─── INFORMATION SUPPLIED ───

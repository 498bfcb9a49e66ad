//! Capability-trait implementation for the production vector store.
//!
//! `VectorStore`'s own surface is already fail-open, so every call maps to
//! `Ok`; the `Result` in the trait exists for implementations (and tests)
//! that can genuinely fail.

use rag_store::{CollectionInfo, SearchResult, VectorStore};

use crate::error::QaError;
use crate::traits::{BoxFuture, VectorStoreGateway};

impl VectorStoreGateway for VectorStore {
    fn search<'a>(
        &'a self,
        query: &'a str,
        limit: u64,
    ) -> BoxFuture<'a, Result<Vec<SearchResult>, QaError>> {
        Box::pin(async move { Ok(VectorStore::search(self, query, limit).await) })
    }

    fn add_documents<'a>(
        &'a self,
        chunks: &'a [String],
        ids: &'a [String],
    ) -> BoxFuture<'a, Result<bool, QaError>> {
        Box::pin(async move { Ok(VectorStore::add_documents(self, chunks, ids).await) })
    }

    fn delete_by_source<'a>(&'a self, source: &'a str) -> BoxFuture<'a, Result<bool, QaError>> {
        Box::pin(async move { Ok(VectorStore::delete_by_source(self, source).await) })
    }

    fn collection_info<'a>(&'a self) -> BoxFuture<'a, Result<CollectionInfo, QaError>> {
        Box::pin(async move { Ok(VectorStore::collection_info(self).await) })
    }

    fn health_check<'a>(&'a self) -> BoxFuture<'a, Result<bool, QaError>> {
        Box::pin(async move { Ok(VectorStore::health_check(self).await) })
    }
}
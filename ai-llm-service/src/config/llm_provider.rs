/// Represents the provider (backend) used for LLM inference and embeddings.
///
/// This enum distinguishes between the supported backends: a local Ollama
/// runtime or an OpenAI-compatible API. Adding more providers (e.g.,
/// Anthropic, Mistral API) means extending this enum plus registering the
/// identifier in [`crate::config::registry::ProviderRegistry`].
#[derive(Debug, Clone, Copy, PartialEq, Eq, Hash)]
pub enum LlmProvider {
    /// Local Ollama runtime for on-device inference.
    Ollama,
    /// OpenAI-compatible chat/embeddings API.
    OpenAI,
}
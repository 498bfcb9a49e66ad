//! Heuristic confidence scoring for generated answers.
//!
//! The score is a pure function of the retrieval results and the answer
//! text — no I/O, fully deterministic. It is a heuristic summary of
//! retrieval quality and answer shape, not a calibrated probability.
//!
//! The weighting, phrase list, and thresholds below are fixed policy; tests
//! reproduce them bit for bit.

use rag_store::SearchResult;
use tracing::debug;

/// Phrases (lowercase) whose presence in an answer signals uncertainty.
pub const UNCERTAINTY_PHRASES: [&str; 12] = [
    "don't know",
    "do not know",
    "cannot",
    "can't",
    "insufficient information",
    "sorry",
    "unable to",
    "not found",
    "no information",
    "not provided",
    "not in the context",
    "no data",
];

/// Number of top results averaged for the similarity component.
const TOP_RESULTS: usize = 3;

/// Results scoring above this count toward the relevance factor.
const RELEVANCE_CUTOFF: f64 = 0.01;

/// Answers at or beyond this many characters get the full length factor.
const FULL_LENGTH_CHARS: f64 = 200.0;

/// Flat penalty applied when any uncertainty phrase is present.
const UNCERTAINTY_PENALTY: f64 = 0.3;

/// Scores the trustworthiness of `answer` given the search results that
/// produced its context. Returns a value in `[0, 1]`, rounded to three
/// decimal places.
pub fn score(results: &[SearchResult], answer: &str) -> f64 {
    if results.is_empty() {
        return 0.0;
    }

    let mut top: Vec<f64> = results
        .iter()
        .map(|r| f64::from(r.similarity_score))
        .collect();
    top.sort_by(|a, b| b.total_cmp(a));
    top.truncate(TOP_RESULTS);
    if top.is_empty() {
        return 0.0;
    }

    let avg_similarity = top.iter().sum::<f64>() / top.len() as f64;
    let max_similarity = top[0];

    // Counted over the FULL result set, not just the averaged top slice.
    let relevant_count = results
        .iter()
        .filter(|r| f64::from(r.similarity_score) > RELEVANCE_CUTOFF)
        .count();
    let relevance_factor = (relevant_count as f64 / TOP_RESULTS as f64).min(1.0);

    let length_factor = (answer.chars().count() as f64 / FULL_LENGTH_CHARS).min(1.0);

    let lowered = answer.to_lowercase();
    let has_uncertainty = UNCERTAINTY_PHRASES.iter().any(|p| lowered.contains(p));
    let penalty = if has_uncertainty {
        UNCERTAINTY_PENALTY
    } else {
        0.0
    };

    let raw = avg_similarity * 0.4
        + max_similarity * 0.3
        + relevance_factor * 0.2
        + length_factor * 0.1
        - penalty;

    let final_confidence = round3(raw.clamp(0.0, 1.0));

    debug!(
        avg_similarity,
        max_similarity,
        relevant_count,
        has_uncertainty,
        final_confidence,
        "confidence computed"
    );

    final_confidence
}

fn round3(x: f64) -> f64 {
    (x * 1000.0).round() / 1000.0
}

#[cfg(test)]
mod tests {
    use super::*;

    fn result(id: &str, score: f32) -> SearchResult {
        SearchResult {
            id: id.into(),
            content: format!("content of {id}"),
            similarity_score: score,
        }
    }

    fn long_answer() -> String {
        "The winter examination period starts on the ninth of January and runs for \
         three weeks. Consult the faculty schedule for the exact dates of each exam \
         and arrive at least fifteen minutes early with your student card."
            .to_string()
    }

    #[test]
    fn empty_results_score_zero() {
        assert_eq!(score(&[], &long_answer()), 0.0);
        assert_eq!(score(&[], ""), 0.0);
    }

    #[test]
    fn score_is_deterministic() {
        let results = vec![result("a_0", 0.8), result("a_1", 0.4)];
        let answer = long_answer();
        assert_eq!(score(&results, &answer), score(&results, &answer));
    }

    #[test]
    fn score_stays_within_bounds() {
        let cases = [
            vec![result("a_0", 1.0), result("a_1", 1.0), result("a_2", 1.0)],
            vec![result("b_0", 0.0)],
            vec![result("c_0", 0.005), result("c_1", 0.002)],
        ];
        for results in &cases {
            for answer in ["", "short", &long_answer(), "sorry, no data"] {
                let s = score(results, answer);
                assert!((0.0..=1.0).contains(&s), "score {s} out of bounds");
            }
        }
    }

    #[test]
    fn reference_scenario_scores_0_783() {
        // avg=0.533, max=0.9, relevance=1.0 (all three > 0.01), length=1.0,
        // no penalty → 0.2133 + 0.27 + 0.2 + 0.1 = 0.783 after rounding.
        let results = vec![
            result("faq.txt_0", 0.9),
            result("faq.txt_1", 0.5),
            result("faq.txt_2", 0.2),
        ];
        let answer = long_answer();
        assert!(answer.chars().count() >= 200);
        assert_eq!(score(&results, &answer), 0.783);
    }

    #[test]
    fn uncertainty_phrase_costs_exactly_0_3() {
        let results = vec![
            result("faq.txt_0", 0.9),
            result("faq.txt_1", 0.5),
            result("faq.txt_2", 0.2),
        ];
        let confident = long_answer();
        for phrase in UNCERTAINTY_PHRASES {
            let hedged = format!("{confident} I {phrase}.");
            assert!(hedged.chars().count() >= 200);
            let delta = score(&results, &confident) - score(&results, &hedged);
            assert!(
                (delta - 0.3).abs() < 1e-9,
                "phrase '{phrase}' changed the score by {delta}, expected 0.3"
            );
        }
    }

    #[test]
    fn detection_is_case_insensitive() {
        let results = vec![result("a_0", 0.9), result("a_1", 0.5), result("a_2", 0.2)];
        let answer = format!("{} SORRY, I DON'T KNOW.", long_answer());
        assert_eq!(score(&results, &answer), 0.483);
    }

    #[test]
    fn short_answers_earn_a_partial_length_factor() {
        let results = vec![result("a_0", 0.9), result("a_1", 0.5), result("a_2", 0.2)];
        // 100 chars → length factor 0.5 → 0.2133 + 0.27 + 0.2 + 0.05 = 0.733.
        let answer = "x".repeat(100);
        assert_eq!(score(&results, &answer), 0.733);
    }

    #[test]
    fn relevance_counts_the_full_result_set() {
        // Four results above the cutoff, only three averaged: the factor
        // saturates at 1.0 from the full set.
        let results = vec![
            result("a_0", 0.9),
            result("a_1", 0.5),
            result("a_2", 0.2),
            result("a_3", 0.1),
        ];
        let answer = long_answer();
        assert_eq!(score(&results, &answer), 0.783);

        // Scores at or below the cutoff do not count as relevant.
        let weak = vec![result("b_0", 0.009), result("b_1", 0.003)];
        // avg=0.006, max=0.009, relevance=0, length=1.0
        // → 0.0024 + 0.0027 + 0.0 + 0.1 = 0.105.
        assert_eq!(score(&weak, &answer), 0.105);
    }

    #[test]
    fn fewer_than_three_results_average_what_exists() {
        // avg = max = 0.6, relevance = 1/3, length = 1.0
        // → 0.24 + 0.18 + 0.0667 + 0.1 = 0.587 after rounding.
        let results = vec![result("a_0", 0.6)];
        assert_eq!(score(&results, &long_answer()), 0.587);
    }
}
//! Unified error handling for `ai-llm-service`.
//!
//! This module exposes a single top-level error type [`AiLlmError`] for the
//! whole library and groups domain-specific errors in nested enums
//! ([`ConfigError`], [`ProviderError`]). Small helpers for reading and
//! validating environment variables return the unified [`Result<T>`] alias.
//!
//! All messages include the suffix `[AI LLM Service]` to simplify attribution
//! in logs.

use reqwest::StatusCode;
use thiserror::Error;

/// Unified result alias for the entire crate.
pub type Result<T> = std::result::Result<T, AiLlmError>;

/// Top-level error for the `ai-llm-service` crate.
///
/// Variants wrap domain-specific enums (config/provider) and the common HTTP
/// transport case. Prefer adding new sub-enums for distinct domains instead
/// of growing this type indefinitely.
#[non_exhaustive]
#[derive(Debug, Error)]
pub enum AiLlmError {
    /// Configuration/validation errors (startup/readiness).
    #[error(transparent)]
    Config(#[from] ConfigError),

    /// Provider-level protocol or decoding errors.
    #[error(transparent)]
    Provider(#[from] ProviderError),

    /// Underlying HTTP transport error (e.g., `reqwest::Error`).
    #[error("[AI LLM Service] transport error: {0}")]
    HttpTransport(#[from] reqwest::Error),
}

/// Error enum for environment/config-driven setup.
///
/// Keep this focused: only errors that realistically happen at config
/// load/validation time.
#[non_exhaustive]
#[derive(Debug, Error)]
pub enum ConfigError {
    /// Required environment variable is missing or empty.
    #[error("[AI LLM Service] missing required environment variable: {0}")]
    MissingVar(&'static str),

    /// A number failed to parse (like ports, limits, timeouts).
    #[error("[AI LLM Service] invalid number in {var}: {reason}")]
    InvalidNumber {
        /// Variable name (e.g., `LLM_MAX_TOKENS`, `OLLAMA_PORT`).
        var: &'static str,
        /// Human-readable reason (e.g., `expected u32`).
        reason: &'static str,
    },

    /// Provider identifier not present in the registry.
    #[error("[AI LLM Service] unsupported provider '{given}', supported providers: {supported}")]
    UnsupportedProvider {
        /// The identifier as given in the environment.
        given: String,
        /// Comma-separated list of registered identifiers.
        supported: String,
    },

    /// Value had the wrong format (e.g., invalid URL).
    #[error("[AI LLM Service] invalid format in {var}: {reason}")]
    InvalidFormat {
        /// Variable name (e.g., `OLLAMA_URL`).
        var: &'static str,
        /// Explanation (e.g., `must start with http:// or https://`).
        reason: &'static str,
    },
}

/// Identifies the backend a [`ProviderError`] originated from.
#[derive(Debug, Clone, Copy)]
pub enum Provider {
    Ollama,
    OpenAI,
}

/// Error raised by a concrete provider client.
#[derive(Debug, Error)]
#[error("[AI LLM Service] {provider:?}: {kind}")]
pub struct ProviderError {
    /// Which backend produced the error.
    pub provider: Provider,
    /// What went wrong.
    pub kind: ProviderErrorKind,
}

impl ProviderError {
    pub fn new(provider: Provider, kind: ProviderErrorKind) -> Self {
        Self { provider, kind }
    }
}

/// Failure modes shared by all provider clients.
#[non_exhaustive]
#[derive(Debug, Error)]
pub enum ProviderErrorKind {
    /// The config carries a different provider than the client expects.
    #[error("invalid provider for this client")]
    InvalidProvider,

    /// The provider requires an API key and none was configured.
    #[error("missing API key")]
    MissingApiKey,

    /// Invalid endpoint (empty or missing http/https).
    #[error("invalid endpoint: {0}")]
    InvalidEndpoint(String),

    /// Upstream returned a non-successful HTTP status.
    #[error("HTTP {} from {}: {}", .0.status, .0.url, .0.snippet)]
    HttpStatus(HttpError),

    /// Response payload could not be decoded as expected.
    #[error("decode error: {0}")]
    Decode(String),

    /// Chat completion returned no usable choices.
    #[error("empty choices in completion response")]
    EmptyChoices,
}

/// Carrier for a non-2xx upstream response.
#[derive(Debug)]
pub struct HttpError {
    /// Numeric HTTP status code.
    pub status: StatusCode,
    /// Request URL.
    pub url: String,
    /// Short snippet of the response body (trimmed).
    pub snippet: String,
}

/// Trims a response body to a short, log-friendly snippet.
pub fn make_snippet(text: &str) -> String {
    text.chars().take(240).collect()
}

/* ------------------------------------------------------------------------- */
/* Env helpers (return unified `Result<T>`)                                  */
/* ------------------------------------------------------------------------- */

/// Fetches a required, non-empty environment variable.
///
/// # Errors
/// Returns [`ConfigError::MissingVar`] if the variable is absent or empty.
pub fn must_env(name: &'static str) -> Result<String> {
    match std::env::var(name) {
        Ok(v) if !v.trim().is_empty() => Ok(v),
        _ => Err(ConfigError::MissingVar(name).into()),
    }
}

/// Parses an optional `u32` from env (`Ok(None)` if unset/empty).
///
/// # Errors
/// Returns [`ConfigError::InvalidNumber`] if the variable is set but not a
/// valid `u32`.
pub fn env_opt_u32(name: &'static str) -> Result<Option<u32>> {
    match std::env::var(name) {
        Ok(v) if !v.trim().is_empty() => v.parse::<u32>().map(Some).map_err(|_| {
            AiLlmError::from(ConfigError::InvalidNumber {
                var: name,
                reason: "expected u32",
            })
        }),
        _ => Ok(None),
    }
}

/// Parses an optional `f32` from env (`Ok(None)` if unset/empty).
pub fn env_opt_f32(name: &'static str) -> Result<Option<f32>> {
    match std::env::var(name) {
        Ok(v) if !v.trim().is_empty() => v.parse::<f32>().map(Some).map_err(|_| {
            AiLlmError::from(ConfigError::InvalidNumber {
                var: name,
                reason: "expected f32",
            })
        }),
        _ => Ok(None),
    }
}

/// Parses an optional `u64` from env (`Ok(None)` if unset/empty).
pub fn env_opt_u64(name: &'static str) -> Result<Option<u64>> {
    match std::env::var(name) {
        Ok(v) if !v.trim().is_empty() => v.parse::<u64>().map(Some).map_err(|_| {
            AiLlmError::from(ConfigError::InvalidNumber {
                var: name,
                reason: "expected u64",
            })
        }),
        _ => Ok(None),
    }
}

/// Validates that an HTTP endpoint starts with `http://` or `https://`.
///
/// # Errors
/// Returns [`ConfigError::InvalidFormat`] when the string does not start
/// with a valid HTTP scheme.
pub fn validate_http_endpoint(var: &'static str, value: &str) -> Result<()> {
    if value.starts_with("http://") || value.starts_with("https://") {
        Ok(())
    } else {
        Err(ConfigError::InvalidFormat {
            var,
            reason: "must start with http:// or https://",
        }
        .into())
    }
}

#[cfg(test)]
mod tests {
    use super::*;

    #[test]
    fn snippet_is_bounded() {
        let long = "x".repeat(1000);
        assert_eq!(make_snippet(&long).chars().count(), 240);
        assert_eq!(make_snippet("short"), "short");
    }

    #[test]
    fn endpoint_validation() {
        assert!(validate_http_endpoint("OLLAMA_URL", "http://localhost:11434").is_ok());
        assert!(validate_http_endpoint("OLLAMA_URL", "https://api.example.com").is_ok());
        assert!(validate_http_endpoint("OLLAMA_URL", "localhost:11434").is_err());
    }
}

───
─── INFORMATION SUPPLIED ───

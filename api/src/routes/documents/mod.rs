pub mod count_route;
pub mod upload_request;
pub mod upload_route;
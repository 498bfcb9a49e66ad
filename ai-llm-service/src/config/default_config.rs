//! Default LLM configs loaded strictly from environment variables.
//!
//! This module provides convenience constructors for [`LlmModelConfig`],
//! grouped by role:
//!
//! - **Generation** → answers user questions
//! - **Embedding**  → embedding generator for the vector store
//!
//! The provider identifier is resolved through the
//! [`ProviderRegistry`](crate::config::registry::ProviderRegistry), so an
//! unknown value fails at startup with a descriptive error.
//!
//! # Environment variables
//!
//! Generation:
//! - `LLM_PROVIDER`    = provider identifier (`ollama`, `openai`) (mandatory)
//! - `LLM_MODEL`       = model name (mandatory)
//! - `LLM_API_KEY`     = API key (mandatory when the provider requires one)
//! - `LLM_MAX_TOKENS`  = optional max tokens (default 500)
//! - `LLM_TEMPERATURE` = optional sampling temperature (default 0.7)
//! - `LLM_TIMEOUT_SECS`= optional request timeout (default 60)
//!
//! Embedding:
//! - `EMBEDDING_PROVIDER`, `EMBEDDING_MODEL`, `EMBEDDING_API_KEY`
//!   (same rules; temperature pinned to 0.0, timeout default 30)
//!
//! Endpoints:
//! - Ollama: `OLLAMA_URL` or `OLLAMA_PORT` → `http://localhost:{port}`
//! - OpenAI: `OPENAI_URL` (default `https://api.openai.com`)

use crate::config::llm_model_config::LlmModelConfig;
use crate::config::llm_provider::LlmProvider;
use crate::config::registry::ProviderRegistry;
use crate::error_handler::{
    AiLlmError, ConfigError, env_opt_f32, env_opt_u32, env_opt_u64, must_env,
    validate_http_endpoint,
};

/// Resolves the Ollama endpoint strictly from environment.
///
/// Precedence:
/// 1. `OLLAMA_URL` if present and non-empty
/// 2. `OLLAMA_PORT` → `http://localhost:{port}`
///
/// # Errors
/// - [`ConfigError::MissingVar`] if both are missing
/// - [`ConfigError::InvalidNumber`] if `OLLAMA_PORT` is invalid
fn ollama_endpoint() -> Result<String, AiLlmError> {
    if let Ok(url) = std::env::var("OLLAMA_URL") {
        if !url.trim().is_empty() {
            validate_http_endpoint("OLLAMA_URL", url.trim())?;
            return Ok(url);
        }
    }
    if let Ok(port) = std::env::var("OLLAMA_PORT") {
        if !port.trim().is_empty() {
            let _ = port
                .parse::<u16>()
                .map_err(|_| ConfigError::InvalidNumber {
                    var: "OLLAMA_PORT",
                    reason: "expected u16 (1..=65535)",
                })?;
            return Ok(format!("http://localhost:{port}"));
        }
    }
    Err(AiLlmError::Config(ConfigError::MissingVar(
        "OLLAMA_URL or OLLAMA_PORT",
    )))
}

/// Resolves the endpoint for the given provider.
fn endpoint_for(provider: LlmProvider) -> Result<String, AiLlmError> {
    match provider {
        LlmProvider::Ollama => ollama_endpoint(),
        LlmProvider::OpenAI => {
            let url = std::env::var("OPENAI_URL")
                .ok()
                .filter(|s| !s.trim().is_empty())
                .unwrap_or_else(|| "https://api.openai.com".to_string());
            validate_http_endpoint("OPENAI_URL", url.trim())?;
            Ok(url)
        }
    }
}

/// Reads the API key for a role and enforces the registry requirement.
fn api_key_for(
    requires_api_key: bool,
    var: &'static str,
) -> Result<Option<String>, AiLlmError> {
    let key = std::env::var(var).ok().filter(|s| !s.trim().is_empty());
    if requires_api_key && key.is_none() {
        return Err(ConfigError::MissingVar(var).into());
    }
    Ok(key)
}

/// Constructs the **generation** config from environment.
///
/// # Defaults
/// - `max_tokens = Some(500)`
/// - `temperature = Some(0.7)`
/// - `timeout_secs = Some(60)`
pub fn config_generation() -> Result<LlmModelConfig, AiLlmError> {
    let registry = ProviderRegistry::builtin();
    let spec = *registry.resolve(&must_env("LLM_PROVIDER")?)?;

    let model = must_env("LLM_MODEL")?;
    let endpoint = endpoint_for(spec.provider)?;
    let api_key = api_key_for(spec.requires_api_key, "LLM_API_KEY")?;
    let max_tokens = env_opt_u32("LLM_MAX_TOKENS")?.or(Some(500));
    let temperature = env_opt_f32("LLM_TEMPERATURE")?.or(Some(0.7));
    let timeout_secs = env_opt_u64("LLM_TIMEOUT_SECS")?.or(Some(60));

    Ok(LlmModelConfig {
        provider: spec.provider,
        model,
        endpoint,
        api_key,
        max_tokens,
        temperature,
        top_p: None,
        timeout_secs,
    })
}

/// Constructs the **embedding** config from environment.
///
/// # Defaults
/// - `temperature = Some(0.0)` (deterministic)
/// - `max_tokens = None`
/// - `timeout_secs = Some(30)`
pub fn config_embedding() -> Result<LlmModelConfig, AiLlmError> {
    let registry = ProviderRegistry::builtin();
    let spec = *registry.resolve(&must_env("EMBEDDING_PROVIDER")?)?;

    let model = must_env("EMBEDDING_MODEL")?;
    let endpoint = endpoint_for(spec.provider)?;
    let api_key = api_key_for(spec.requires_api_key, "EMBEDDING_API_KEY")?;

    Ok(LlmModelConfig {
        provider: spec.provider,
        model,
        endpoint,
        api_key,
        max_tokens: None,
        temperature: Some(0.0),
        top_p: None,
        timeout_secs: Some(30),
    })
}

───
─── INFORMATION SUPPLIED ───

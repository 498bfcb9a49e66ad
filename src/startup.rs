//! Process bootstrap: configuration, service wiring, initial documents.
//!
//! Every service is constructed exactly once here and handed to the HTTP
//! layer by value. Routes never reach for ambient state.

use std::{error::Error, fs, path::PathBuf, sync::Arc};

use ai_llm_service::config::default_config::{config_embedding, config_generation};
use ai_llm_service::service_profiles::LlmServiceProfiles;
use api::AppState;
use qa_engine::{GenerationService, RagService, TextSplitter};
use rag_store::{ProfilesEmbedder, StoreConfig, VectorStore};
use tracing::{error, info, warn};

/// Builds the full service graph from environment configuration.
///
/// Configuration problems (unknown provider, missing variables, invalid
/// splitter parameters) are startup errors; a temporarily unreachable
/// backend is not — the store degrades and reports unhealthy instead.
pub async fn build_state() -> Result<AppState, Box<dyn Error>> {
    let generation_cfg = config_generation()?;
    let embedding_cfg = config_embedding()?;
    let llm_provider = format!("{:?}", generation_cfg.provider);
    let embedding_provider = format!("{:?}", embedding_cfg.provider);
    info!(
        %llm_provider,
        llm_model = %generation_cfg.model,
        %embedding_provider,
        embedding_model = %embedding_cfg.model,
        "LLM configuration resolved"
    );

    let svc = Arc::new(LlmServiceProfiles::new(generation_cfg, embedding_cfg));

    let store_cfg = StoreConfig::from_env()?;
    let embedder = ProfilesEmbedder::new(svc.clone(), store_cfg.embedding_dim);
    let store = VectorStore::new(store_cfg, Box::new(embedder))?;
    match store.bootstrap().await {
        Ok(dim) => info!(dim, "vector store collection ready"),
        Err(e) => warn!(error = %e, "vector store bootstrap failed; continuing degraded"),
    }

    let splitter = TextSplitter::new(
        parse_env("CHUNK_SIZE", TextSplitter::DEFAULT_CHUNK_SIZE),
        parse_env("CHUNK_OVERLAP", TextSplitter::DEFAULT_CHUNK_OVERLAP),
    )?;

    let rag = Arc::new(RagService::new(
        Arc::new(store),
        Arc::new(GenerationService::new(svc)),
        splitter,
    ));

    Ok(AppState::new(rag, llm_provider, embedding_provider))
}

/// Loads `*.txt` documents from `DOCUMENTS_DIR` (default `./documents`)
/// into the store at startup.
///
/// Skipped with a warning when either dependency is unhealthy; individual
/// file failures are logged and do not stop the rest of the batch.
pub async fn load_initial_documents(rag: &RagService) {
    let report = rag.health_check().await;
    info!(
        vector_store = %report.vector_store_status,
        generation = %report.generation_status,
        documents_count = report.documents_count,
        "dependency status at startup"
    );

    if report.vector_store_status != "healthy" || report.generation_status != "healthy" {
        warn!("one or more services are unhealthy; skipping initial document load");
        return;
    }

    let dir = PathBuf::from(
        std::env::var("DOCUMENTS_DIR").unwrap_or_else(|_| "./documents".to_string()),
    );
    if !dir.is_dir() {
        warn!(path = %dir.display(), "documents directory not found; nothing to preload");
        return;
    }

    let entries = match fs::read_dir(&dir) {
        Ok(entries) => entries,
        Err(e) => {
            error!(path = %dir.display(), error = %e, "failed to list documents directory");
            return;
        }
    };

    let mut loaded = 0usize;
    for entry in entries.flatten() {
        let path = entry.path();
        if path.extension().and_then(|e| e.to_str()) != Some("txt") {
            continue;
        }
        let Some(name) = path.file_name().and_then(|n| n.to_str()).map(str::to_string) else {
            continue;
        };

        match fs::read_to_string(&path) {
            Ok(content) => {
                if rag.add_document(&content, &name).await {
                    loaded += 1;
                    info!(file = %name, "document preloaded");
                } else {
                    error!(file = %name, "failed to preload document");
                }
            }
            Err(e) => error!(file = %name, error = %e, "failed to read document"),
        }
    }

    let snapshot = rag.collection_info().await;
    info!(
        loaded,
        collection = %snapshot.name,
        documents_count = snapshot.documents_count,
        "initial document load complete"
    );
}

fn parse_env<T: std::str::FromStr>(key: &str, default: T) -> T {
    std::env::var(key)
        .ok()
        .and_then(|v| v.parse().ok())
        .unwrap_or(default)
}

───

_PROBLEM TO SOLVE_.
Please copy the lines above from the line with "decoded as expected." up to and including the line with "pub struct HttpError", exactly as written and with nothing else.

_PROBLEM SOLUTION_.
    /// Response payload could not be decoded as expected.
    #[error("decode error: {0}")]
    Decode(String),

    /// Chat completion returned no usable choices.
    #[error("empty choices in completion response")]
    EmptyChoices,
}

/// Carrier for a non-2xx upstream response.
#[derive(Debug)]
pub struct HttpError {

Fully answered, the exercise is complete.